━━━━━ Records provided

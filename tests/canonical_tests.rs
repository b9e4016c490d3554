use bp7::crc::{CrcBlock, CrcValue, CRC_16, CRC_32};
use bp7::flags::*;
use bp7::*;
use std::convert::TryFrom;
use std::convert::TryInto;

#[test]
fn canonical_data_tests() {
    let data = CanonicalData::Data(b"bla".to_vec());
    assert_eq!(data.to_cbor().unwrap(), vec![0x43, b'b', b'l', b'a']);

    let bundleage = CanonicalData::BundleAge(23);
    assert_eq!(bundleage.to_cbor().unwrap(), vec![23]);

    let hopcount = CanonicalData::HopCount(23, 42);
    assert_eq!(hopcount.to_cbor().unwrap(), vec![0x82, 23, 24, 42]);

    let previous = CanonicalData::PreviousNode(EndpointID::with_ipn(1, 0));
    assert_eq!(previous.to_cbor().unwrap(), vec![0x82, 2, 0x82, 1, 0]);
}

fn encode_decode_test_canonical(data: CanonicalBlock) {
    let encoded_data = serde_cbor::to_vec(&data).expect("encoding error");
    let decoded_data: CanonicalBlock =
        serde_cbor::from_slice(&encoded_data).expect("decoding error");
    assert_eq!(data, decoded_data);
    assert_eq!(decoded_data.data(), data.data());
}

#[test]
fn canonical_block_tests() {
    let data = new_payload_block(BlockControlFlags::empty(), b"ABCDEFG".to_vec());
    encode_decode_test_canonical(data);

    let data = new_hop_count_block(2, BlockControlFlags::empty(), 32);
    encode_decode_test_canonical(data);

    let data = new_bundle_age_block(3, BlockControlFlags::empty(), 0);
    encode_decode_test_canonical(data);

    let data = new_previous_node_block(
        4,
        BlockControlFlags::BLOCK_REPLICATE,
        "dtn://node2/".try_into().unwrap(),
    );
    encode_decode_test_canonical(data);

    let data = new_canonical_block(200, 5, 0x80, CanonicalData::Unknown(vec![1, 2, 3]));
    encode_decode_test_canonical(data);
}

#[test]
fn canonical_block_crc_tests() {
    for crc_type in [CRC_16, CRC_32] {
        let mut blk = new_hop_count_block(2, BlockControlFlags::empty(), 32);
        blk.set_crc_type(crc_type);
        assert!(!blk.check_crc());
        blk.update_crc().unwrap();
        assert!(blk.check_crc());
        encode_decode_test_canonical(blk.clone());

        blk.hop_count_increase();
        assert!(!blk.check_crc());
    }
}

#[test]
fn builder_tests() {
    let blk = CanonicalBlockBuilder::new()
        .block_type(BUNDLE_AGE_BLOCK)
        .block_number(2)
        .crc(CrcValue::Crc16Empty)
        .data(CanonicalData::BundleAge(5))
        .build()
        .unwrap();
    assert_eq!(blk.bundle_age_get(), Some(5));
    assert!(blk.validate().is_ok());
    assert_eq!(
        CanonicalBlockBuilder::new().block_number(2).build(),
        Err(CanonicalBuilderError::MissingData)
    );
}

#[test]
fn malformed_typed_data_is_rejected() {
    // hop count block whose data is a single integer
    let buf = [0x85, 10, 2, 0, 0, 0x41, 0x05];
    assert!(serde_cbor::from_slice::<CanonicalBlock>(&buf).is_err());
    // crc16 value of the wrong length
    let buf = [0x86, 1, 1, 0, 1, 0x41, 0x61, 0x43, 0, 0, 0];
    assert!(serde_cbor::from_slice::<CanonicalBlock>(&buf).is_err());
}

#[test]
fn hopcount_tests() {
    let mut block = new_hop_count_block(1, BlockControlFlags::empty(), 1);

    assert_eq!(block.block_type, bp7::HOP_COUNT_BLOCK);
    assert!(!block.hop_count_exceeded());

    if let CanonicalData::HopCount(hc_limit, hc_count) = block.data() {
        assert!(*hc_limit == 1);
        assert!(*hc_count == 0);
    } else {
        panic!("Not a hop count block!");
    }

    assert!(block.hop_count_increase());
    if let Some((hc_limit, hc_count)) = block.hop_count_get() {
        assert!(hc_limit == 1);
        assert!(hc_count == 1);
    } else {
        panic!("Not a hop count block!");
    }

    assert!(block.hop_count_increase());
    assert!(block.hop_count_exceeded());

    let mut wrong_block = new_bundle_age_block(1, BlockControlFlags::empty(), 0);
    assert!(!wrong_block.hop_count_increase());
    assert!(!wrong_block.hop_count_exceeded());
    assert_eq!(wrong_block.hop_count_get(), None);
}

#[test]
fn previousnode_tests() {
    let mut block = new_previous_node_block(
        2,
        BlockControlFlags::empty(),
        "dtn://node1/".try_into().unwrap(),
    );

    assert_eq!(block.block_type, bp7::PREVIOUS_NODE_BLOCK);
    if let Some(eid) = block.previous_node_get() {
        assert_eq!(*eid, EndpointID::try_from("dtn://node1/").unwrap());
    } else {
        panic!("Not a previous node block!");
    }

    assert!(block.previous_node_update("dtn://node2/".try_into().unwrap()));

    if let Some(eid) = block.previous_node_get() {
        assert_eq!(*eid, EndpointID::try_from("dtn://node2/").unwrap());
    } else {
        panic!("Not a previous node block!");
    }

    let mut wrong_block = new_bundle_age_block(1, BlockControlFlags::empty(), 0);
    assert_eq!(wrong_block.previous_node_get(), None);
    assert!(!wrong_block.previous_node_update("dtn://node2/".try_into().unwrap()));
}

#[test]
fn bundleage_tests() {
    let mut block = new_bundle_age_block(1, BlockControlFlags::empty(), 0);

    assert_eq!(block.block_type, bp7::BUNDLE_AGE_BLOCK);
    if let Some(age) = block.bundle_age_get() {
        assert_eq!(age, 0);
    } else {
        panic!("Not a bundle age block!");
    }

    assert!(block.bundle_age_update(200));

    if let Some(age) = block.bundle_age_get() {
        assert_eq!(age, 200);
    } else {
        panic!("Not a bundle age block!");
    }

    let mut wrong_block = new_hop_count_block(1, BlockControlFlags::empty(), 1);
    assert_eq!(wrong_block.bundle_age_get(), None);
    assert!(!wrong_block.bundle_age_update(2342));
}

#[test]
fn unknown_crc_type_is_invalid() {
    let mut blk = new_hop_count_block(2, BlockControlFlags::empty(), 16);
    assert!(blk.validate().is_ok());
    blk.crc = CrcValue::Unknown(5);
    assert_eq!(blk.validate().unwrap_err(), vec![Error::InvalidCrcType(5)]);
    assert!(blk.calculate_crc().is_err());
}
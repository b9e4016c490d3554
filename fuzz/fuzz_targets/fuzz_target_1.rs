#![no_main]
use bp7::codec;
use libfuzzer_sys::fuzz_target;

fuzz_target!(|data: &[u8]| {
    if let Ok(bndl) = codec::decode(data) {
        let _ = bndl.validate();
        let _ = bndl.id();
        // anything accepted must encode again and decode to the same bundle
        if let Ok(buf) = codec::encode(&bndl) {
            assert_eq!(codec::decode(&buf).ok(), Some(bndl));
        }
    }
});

━━━━━━━━━━

▶ _Work order_:
What is needed is every line from the beginning of the data up to and including the line with "assert_eq!(bundleage.to_cbor().unwrap(), vec![23]);", given again word for word.

▶ _Task result_:
filename tests/canonical_tests.rs
repository b9e4016c490d3554
use bp7::crc::{CrcBlock, CrcValue, CRC_16, CRC_32};
use bp7::flags::*;
use bp7::*;
use std::convert::TryFrom;
use std::convert::TryInto;

#[test]
fn canonical_data_tests() {
    let data = CanonicalData::Data(b"bla".to_vec());
    assert_eq!(data.to_cbor().unwrap(), vec![0x43, b'b', b'l', b'a']);

    let bundleage = CanonicalData::BundleAge(23);
    assert_eq!(bundleage.to_cbor().unwrap(), vec![23]);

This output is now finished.